OLD LAHÛN REGULATOR.
AT THE POINT WHERE THE BAHR YÛSUF TURNS WESTWARDS INTO THE FAYÛM.
The down-stream wing of the upper regulator is seen projecting into the foreground on the left-hand side, and the Lahûn Pyramid is visible in the distance.
MAJOR R. H. BROWN, Royal Engineers, INSPECTOR GENERAL OF IRRIGATION, UPPER EGYPT.
WITH A PREFATORY NOTE BY COL. SIR COLIN SCOTT-MONCRIEFF, K.C.M.G., C.S.I.,
And Illustrations FROM PHOTOGRAPHS BY THE AUTHOR.
LONDON: EDWARD STANFORD, 26 & 27, COCKSPUR STREET, CHARING CROSS, S.W. 1892.

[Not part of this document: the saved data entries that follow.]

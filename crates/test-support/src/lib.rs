//! Helpers shared by the workspace's test suites.

use sea_orm::{Database, DatabaseConnection};
use sea_orm_migration::MigratorTrait;
pub use tempfile::TempDir;

/// A fresh in-memory SQLite database with every migration applied.
pub async fn memory_db() -> DatabaseConnection {
    let db = Database::connect("sqlite::memory:")
        .await
        .expect("connect in-memory sqlite");
    db_migration::Migrator::up(&db, None)
        .await
        .expect("apply migrations");
    db
}

pub fn temp_dir() -> TempDir {
    tempfile::tempdir().expect("create temp dir")
}
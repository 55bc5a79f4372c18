//! Seed data for the crate's tests.

use sea_orm::DatabaseConnection;
use serde_json::json;
use uuid::Uuid;

use crate::models::{
    list::{CreateList, List},
    member::{AddMember, Member},
    space::{CreateSpace, Space},
    task::{CreateTask, Task},
    workspace::{CreateWorkspace, Workspace},
};

pub struct Ctx {
    pub workspace_id: Uuid,
    pub workspace_row_id: i64,
    pub owner_id: Uuid,
}

/// A workspace with its owner member, named "Owner".
pub async fn seed_workspace(db: &DatabaseConnection) -> Ctx {
    let (workspace, owner) = Workspace::create(
        db,
        &CreateWorkspace {
            name: "Acme".to_string(),
            description: None,
            owner_user_id: Uuid::new_v4(),
            owner_display_name: "Owner".to_string(),
            owner_email: Some("owner@example.com".to_string()),
        },
        Uuid::new_v4(),
        Uuid::new_v4(),
    )
    .await
    .unwrap();
    let scope = Workspace::scope(db, workspace.id).await.unwrap();
    Ctx {
        workspace_id: workspace.id,
        workspace_row_id: scope.row_id,
        owner_id: owner.id,
    }
}

pub async fn add_member(db: &DatabaseConnection, ctx: &Ctx, name: &str) -> Member {
    Member::add(
        db,
        ctx.workspace_id,
        &AddMember {
            user_id: Uuid::new_v4(),
            display_name: name.to_string(),
            email: Some(format!("{}@example.com", name.to_lowercase())),
            role: None,
        },
        Uuid::new_v4(),
    )
    .await
    .unwrap()
}

pub async fn named_space(db: &DatabaseConnection, ctx: &Ctx, name: &str) -> Space {
    Space::create(
        db,
        ctx.workspace_id,
        &CreateSpace {
            name: name.to_string(),
            color: None,
            icon: None,
            is_private: None,
            creator_member_id: ctx.owner_id,
        },
        Uuid::new_v4(),
    )
    .await
    .unwrap()
}

pub async fn spaces(db: &DatabaseConnection, ctx: &Ctx, count: usize) -> Vec<Space> {
    let mut created = Vec::with_capacity(count);
    for n in 1..=count {
        created.push(named_space(db, ctx, &format!("Space {n:02}")).await);
    }
    created
}

pub async fn named_list(db: &DatabaseConnection, ctx: &Ctx, space_id: Uuid, name: &str) -> List {
    List::create(
        db,
        ctx.workspace_id,
        &CreateList {
            space_id,
            name: name.to_string(),
            description: None,
            is_private: None,
        },
        Uuid::new_v4(),
    )
    .await
    .unwrap()
}

pub async fn named_task(db: &DatabaseConnection, ctx: &Ctx, list_id: Uuid, name: &str) -> Task {
    Task::create(
        db,
        ctx.workspace_id,
        &CreateTask {
            list_id,
            name: name.to_string(),
            description: None,
            status: None,
            priority: None,
            start_at: None,
            due_at: None,
            assignee_ids: Vec::new(),
            creator_member_id: ctx.owner_id,
        },
        Uuid::new_v4(),
    )
    .await
    .unwrap()
}

/// A rich-text document with one paragraph mentioning each of `members`.
pub fn mention_body(members: &[Uuid]) -> String {
    let mut content = vec![json!({"type": "text", "text": "ping "})];
    for id in members {
        content.push(json!({
            "type": "mention",
            "attrs": {"id": id.to_string(), "label": "member"}
        }));
        content.push(json!({"type": "text", "text": " "}));
    }
    json!({
        "type": "doc",
        "content": [{"type": "paragraph", "content": content}]
    })
    .to_string()
}
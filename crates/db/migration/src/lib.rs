pub use sea_orm_migration::prelude::*;

pub mod legacy_assignees;
mod m20250101000000_baseline;
mod m20250301000000_task_assignee_array;
mod m20250410000000_mention_index;

pub struct Migrator;

#[async_trait::async_trait]
impl MigratorTrait for Migrator {
    fn migrations() -> Vec<Box<dyn MigrationTrait>> {
        vec![
            Box::new(m20250101000000_baseline::Migration),
            Box::new(m20250301000000_task_assignee_array::Migration),
            Box::new(m20250410000000_mention_index::Migration),
        ]
    }
}
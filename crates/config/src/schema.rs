use serde::{Deserialize, Serialize};
use strum_macros::{Display, EnumString};
use ts_rs::TS;

pub const CURRENT_CONFIG_VERSION: &str = "v1";
pub const DEFAULT_PAGE_LIMIT: u64 = 10;

fn default_database_url() -> String {
    "sqlite://collab.sqlite?mode=rwc".to_string()
}

fn default_max_connections() -> u32 {
    5
}

#[derive(Clone, Debug, Serialize, Deserialize, TS)]
#[serde(default)]
pub struct DatabaseConfig {
    pub url: String,
    #[serde(alias = "maxConnections")]
    pub max_connections: u32,
}

impl Default for DatabaseConfig {
    fn default() -> Self {
        Self {
            url: default_database_url(),
            max_connections: default_max_connections(),
        }
    }
}

/// Defaults applied to list queries.
#[derive(Clone, Debug, Serialize, Deserialize, TS)]
#[serde(default)]
pub struct PaginationConfig {
    #[serde(alias = "defaultLimit")]
    pub default_limit: u64,
    /// Upper bound for caller-supplied limits. `None` leaves limits uncapped.
    #[serde(alias = "maxLimit")]
    pub max_limit: Option<u64>,
}

impl Default for PaginationConfig {
    fn default() -> Self {
        Self {
            default_limit: DEFAULT_PAGE_LIMIT,
            max_limit: None,
        }
    }
}

#[derive(
    Clone, Copy, Debug, PartialEq, Eq, Serialize, Deserialize, TS, EnumString, Display, Default,
)]
#[serde(rename_all = "lowercase")]
#[strum(serialize_all = "lowercase")]
pub enum LogLevel {
    Error,
    Warn,
    #[default]
    Info,
    Debug,
    Trace,
}

#[derive(Clone, Debug, Default, Serialize, Deserialize, TS)]
#[serde(default)]
pub struct LogConfig {
    pub level: LogLevel,
}

#[derive(Clone, Debug, Serialize, Deserialize, TS)]
#[serde(default)]
pub struct Config {
    #[serde(alias = "configVersion")]
    pub config_version: String,
    pub database: DatabaseConfig,
    pub pagination: PaginationConfig,
    pub log: LogConfig,
}

impl Config {
    pub fn from_raw(raw_config: &str) -> Self {
        match serde_json::from_str::<Config>(raw_config) {
            Ok(config) => config.normalized(),
            Err(e) => {
                tracing::warn!(
                    "Failed to parse config (line {}, column {}): {}, using default",
                    e.line(),
                    e.column(),
                    e
                );
                Self::default()
            }
        }
    }

    pub fn normalized(mut self) -> Self {
        self.config_version = CURRENT_CONFIG_VERSION.to_string();

        if self.database.url.trim().is_empty() {
            tracing::warn!("Empty database url, resetting to default");
            self.database.url = default_database_url();
        }

        if self.database.max_connections == 0 {
            self.database.max_connections = default_max_connections();
        }

        if self.pagination.default_limit == 0 {
            tracing::warn!("Default page limit must be positive, resetting to default");
            self.pagination.default_limit = DEFAULT_PAGE_LIMIT;
        }

        if matches!(self.pagination.max_limit, Some(0)) {
            self.pagination.max_limit = None;
        }

        if let Some(max) = self.pagination.max_limit
            && self.pagination.default_limit > max
        {
            tracing::warn!(
                "Default page limit {} exceeds max limit {}, clamping",
                self.pagination.default_limit,
                max
            );
            self.pagination.default_limit = max;
        }

        self
    }
}

impl Default for Config {
    fn default() -> Self {
        Self {
            config_version: CURRENT_CONFIG_VERSION.to_string(),
            database: DatabaseConfig::default(),
            pagination: PaginationConfig::default(),
            log: LogConfig::default(),
        }
    }
}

During the last nine years it has fallen to the honourable lot of a small band of English engineers, most of them trained in India, to effect a revolution in the irrigation system of old Egypt, and thereby materially to improve the wealth and agricultural prosperity of the country. This is not the place, nor would it be becoming on my part to tell what has been effected. We had the happy fortune to find things at their lowest ebb. We could hardly make a change without making an improvement. In all these improvements Major Robert Hanbury Brown, R.E., has from the first occupied a conspicuous place. Few Englishmen have gone through so many summer seasons as he has, in the blazing heat of Upper Egypt. For that has been his field of labour, and of that field the fertile, abnormal, neglected, quaint old Province of the Fayûm forms a part. Truly, an old world province! whose historical roll carries us back to very early days, before that venerable Sheikh Abraham had made his emigration from Assyrian Haran—a province abundantly watered, and therefore rich, and highly prized by Pharaoh and Ptolemy, Cæsar and Arab Khalif, until Mameluke misrule and Turkish brutish ignorance let it fall into decay.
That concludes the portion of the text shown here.